Fox Sports has that clout. It’s a kingpin of the media industry, which is why Fox Sports 1 will be taken seriously from Day 1.

The only problem? The network hasn’t even launched, and the movers and shakers behind the scenes appear to be setting up the network as an irreverent, hilarious alternative to the worldwide leader.

Richard Gottleib, Fox Sports senior vice president of marketing, gave this quote while talking to Sports Illustrated’s Richard Deitsch (h/t Cynopsis media):

It’s pretty simple, while it’s not a tagline, the message is that it’s time for sports to be fun again. There’s the perception that sports and sports television has gotten too corporate and fans ultimately want to come for fun. The fun of the great comeback, the fun of performances that we will never forget that give you goose bumps. It’s not about steroids, Tim Tebow and other BS that keep getting crammed down our throat. So for FOX Sports 1, it’s in our DNA. We make things more fun, more colorful and more vivid and that’s our position of what we are promising to viewers. Fans want an alternative.

The major takeaway from the quote, for me, is this: “It’s not about steroids.”

It’s no secret that the UFC has issues with performance-enhancing drugs. From marijuana (which is not a performance enhancing drug, but that’s neither here nor there) to the endless debate surrounding testosterone replacement therapy, it often feels like drug scandals are never more than a stone’s throw away.

The UFC generally stays away from mentioning drug failures on broadcasts, and you can’t blame the promotion. But it seems to me, and perhaps I’m off here, that Fox Sports 1 plans on taking the same tact.

It’ll be the home of the UFC. Does that mean it’ll gloss over news that isn’t beneficial to the UFC or its roster of fighters? Will it pretend that the latest drug test failure didn’t actually happen at all?

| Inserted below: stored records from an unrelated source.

impl View {
    pub fn new(origin: DVec3, window: Polygon) -> Self {
        Self {
            region: Region::new(origin, window),
            parent: None,
            visibles: None,
            propagation: Propagation::Direct,
        }
    }

    pub(crate) fn with_parent(mut self, parent: ViewId) -> Self {
        self.parent = Some(parent);
        self
    }

    fn derived(origin: DVec3, window: Polygon, parent: ViewId, propagation: Propagation) -> Self {
        Self {
            propagation,
            ..Self::new(origin, window).with_parent(parent)
        }
    }

    pub fn region(&self) -> &Region {
        &self.region
    }

    pub fn origin(&self) -> DVec3 {
        self.region.origin
    }

    pub fn window(&self) -> &Polygon {
        &self.region.window
    }

    pub fn target(&self) -> Option<&Polygon> {
        self.region.target.as_ref()
    }

    pub fn parent(&self) -> Option<ViewId> {
        self.parent
    }

    pub fn propagation(&self) -> Propagation {
        self.propagation
    }

    /// Candidates still under consideration; `None` once resolved.
    pub fn visibles(&self) -> Option<&[Region]> {
        self.visibles.as_deref()
    }

    pub fn is_resolved(&self) -> bool {
        self.visibles.is_none() && self.region.target.is_some()
    }

    /// Collects one candidate per scene polygon that shows through the window.
    /// Candidates may still be occluded; nothing visible is missed.
    pub fn search_polygons(
        &mut self,
        scene: &dyn SceneGeometry,
        sink: Option<&dyn SceneGeometry>,
    ) {
        let mut visibles = Vec::new();

        for polygon in scene.polygons() {
            if polygon.props.ill_only {
                continue;
            }

            let depth = polygon.plane().depth(self.region.origin);
            if depth.abs() <= crate::math::EPSILON {
                continue;
            }
            let reflective = scene
                .material(polygon.props.material)
                .is_some_and(|m| m.is_reflective());
            if depth < 0.0 && reflective {
                continue;
            }

            let Some(candidate) = self.region.project_and_crop(polygon) else {
                continue;
            };

            if let (Some(sink), Some(target)) = (sink, candidate.target.as_ref()) {
                let mut shown = target.offset(PROJECTION_OFFSET);
                shown.props.ill_only = true;
                sink.add_poly(shown);
            }

            visibles.push(candidate);
        }

        log::debug!(
            "View from {:?}: {} candidates out of {} polygons",
            self.region.origin,
            visibles.len(),
            scene.polygons().len()
        );
        self.visibles = Some(visibles);
    }

    /// Re-crops every candidate against the current window, dropping those
    /// that no longer show.
    pub fn refine_visibles(&mut self) {
        if let Some(visibles) = self.visibles.take() {
            self.visibles = Some(
                visibles
                    .iter()
                    .filter_map(|v| self.region.crop_visible(v))
                    .collect(),
            );
        }
    }

    /// Drops candidates hidden behind another candidate that fully covers
    /// them. Returns the inconsistencies met on the way.
    pub fn remove_occluded(&mut self) -> Vec<Anomaly> {
        let mut anomalies = Vec::new();
        let Some(visibles) = self.visibles.as_mut() else {
            return anomalies;
        };

        let mut iv1 = 0;
        while iv1 + 1 < visibles.len() {
            let mut first_occluded = false;
            let mut iv2 = iv1 + 1;

            while iv2 < visibles.len() {
                let (v1, v2) = (&visibles[iv1], &visibles[iv2]);

                let first = v2.compare_visible(v1);
                if first.interior && first.farther {
                    first_occluded = true;
                    break;
                }

                let second = v1.compare_visible(v2);
                if second.interior && second.farther {
                    visibles.remove(iv2);
                    continue;
                }

                if (first.interior && first.coplanar) || (second.interior && second.coplanar) {
                    let (inner, outer) = if first.interior { (v1, v2) } else { (v2, v1) };
                    log::warn!("Interior-coplanar candidates; scene has overlapping surfaces");
                    anomalies.push(Anomaly::InteriorCoplanar {
                        inner: target_vertices(inner),
                        outer: target_vertices(outer),
                    });
                }

                if first.interior && second.interior {
                    log::warn!("Intersecting candidates; dropping one of them");
                    anomalies.push(Anomaly::IntersectingCandidates {
                        kept: target_vertices(v1),
                        dropped: target_vertices(v2),
                    });
                    visibles.remove(iv2);
                    continue;
                }

                iv2 += 1;
            }

            if first_occluded {
                visibles.remove(iv1);
            } else {
                iv1 += 1;
            }
        }

        anomalies
    }

    /// Every ordered candidate comparison, without removing anything.
    pub fn occlusion_trace(&self) -> Vec<PairComparison> {
        let Some(visibles) = self.visibles.as_ref() else {
            return Vec::new();
        };
        let mut trace = Vec::new();
        for (first, v1) in visibles.iter().enumerate() {
            for (second, v2) in visibles.iter().enumerate() {
                if first != second {
                    trace.push(PairComparison {
                        first,
                        second,
                        comparison: v2.compare_visible(v1),
                    });
                }
            }
        }
        trace
    }

    /// One partition step.
    ///
    /// # Errors
    ///
    /// `EchoViewError::NoSplittingEdge` when two or more candidates survive
    /// occlusion removal but none has an edge dividing the window.
    pub fn refine(mut self, anomalies: &mut Vec<Anomaly>) -> Result<Refinement> {
        match self.visibles.as_ref().map(Vec::len) {
            None if self.region.target.is_some() => return Ok(Refinement::Resolved(self)),
            None | Some(0) => return Ok(Refinement::Exhausted),
            Some(_) => {}
        }

        anomalies.extend(self.remove_occluded());

        let visibles = self.visibles.as_deref().unwrap_or_default();
        if visibles.len() == 1 {
            if let Some(region) = self.visibles.take().and_then(|mut v| v.pop()) {
                self.region = region;
            }
            return Ok(Refinement::Resolved(self));
        }

        let mut edges: Vec<SplitEdge> = visibles
            .iter()
            .filter_map(|v| self.region.nearest_intersection(v))
            .collect();
        edges.sort_by(|a, b| a.d1.total_cmp(&b.d1).then(a.d2.total_cmp(&b.d2)));

        for edge in edges {
            let window = &self.region.window;
            let (Some(first), Some(second)) =
                (window.split(edge.v1, edge.v2), window.split(edge.v2, edge.v1))
            else {
                continue;
            };

            let mut sibling = self.clone();

            self.region.window = first;
            self.refine_visibles();

            sibling.region.window = second;
            sibling.refine_visibles();

            return Ok(Refinement::Split(self, sibling));
        }

        Err(EchoViewError::NoSplittingEdge(Box::new(self.diagnostic())))
    }

    fn diagnostic(&self) -> SplitDiagnostic {
        SplitDiagnostic {
            origin: self.region.origin,
            window: self.region.window.vertices(),
            candidates: self
                .visibles
                .iter()
                .flatten()
                .map(|v| v.window.vertices())
                .collect(),
            comparisons: self.occlusion_trace(),
        }
    }

    /// Discovers candidates in `scene` and partitions until every sub-window
    /// is resolved or exhausted.
    pub fn search(
        mut self,
        scene: &dyn SceneGeometry,
        sink: Option<&dyn SceneGeometry>,
        max_refinements: Option<usize>,
    ) -> SearchOutcome {
        self.search_polygons(scene, sink);
        self.resolve(max_refinements)
    }

    /// Drives refinement from the current candidate list to a fixed point.
    pub fn resolve(self, max_refinements: Option<usize>) -> SearchOutcome {
        let mut outcome = SearchOutcome::default();
        let mut pending = VecDeque::from([self]);

        while let Some(view) = pending.pop_front() {
            if max_refinements.is_some_and(|max| outcome.refinements >= max) {
                log::warn!(
                    "View search stopped after {} refinements with {} views pending",
                    outcome.refinements,
                    pending.len() + 1
                );
                outcome.truncated = true;
                break;
            }
            outcome.refinements += 1;

            match view.refine(&mut outcome.anomalies) {
                Ok(Refinement::Exhausted) => {}
                Ok(Refinement::Resolved(view)) => outcome.resolved.push(view),
                Ok(Refinement::Split(a, b)) => {
                    pending.push_back(a);
                    pending.push_back(b);
                }
                Err(EchoViewError::NoSplittingEdge(diagnostic)) => {
                    log::error!("Dropping view: {}", diagnostic);
                    outcome.failures.push(*diagnostic);
                }
                Err(err) => log::error!("Dropping view: {}", err),
            }
        }

        outcome
    }

    /// Child view seen in the mirror of a reflective target.
    pub fn reflect_view(&self, id: ViewId) -> Option<View> {
        let target = self.region.target.as_ref()?;
        let origin = target.plane().reflect(self.region.origin);
        Some(View::derived(
            origin,
            target.clone(),
            id,
            Propagation::Reflected,
        ))
    }

    /// Children of a refractive target: `(through, refracted)`.
    ///
    /// `through` keeps the origin and treats the target as transparent.
    /// `refracted` looks through the target's center along its normal from
    /// the same distance as the current origin.
    pub fn refract_view(&self, id: ViewId) -> Option<(View, View)> {
        let target = self.region.target.as_ref()?;
        let origin = self.region.origin;

        let window = if target.plane().depth(origin) > 0.0 {
            target.reverse()
        } else {
            target.clone()
        };
        let center = window.center();
        let refracted_origin = center - origin.distance(center) * window.normal();

        let refracted = View::derived(
            refracted_origin,
            window.clone(),
            id,
            Propagation::Refracted,
        );
        let through = View::derived(origin, window, id, Propagation::Transmitted);
        Some((through, refracted))
    }

    /// Side strips tracing this view's target back through every window of
    /// its chain to the seed view. Illustration only.
    pub fn history_strips(&self, arena: &ViewArena) -> Vec<Polygon> {
        let Some(target) = self.region.target.as_ref() else {
            return Vec::new();
        };
        let props = SurfaceProps::illustration(target.props.material);

        let mut strips = Vec::new();
        let mut points = target.vertices();
        let mut view = Some(self);

        while let Some(current) = view {
            let Some(crossings) = current
                .region
                .window
                .intersections_3d(current.region.origin, &points)
            else {
                break;
            };

            let count = points.len();
            for i1 in 0..count {
                let i2 = (i1 + 1) % count;
                let quad = [points[i1], points[i2], crossings[i2], crossings[i1]];
                if let Ok(strip) = Polygon::from_points(&quad, props) {
                    strips.push(strip);
                }
            }

            points = crossings;
            view = current.parent.and_then(|id| arena.get(id));
        }

        strips
    }

    /// Adds `history_strips` to `sink`; returns how many were added.
    pub fn show_history(&self, arena: &ViewArena, sink: &dyn SceneGeometry) -> usize {
        let strips = self.history_strips(arena);
        let count = strips.len();
        for strip in strips {
            sink.add_poly(strip);
        }
        count
    }
}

I hope that’s not the case. Fans want an alternative to ESPN, but that doesn’t mean they want a gussied-up version of The Man Show with a sports slant. They don’t want hiijinks and comedy, at least not all the time. They still want the truth. And if they can’t get it by watching Fox Sports 1, they’ll go right back to ESPN, because it’s familiar and it’s home.

There is space for an alternative to ESPN. Fox Sports 1 might be able to succeed where others have failed, but it will only do so if it reports the truth and handles issues with honesty, even if it’s in regard to its broadcasting partner, the UFC.

If Fox chooses to gloss over steroid failures and other major news stories that affect the people it’s in business with, well, it won’t be in business for very long.